November 21, 2025 | FlaglerLive | Leave a Comment

The proliferation of guns in the U.S. can elevate political rhetoric to political violence.
The proliferation of guns in the U.S. can elevate political rhetoric to political violence. (Douglas Sacha, Moment/Getty Images)

By Gregory P. Magarian

The assassination in September 2025 of conservative activist Charlie Kirk has heightened attention on the relationship between political rhetoric and political violence.

Even before police had identified a suspect, President Donald Trump blamed the shooting on the “rhetoric” of the “radical left.” The Trump administration has since acted to silence left-leaning speakers and is threatening to intensify its attacks on left-wing political speech.
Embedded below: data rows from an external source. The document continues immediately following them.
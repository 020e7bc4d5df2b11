use super::*;

#[test]
fn advance_time_moves_clock_in_frames() {
    let mut rule = FingerTestRule::new();
    rule.advance_time(40);
    assert_eq!(rule.now_millis(), 40);
    assert_eq!(rule.runtime_handle().now_millis(), 40);
}

#[test]
fn touch_up_without_touch_down_is_not_delivered() {
    let mut rule = FingerTestRule::new();
    assert!(!rule.touch_up(3));
    assert!(!rule.touch_move(3, 1.0, 1.0));
}

#[test]
fn run_until_settled_gives_up_when_idle() {
    let mut rule = FingerTestRule::new();
    assert_eq!(rule.run_until_settled(1_000), None);
    assert_eq!(rule.now_millis(), 0);
}

#[test]
fn run_until_settled_reports_winner() {
    let mut rule = FingerTestRule::new();
    rule.touch_down(1, 100.0, 100.0);
    rule.touch_down(2, 500.0, 500.0);
    rule.start();

    let winner = rule.run_until_settled(10_000);
    assert!(winner.is_some_and(|index| index < 2));
    assert!(rule.now_millis() >= 7_750);
}
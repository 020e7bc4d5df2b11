//! Authoritative list of fingers on the surface.

use fingerpick_foundation::{PointerId, TouchPointer};
use fingerpick_ui_graphics::{Color, Point};

#[derive(Clone, Copy, Debug, PartialEq)]
pub struct TouchPoint {
    pub id: PointerId,
    pub color: Color,
    pub position: Point,
}

/// Ordered set of tracked fingers. Components refer to points by index into
/// this list; the order is the platform's snapshot order.
#[derive(Clone, Debug, Default)]
pub struct TouchTracker {
    points: Vec<TouchPoint>,
}

impl TouchTracker {
    pub fn new() -> Self {
        Self::default()
    }

    pub fn points(&self) -> &[TouchPoint] {
        &self.points
    }

    pub fn get(&self, index: usize) -> Option<&TouchPoint> {
        self.points.get(index)
    }

    pub fn len(&self) -> usize {
        self.points.len()
    }

    pub fn is_empty(&self) -> bool {
        self.points.is_empty()
    }

    /// Discards every tracked point and starts over with one point per
    /// finger in `pointers`, each colored by `next_color`.
    pub fn rebuild(&mut self, pointers: &[TouchPointer], mut next_color: impl FnMut() -> Color) {
        self.points.clear();
        self.points.extend(pointers.iter().map(|pointer| TouchPoint {
            id: pointer.id,
            color: next_color(),
            position: pointer.position,
        }));
    }

    /// Keeps only the points whose id appears in `pointers`, moving each to
    /// its new position. Fingers unknown to the tracker are ignored, so the
    /// set never grows here.
    ///
    /// Returns the number of points dropped.
    pub fn reconcile(&mut self, pointers: &[TouchPointer]) -> usize {
        let before = self.points.len();
        let survivors: Vec<TouchPoint> = pointers
            .iter()
            .filter_map(|pointer| {
                self.points
                    .iter()
                    .find(|point| point.id == pointer.id)
                    .map(|point| TouchPoint {
                        id: point.id,
                        color: point.color,
                        position: pointer.position,
                    })
            })
            .collect();
        self.points = survivors;
        before.saturating_sub(self.points.len())
    }

    pub fn clear(&mut self) {
        self.points.clear();
    }
}

#[cfg(test)]
#[path = "tests/tracker_tests.rs"]
mod tests;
But my decades of studying free speech law have convinced me that suppressing political rhetoric, even through social norms rather than law, undermines the discussion, debate and constructive disagreement essential for a healthy democracy.

Gun proliferation complicates the problem by making political violence much easier to carry out.

Rise of political violence

Political violence – by which I mean any physical attack on people that aims to achieve a political goal – harms democracy by shifting the field of political disagreement from debate to aggression.

Under the U.S. constitutional system of limited government and individual rights, political violence by the government – for example, government assaults on anti-government protesters – is among the gravest threats to liberty.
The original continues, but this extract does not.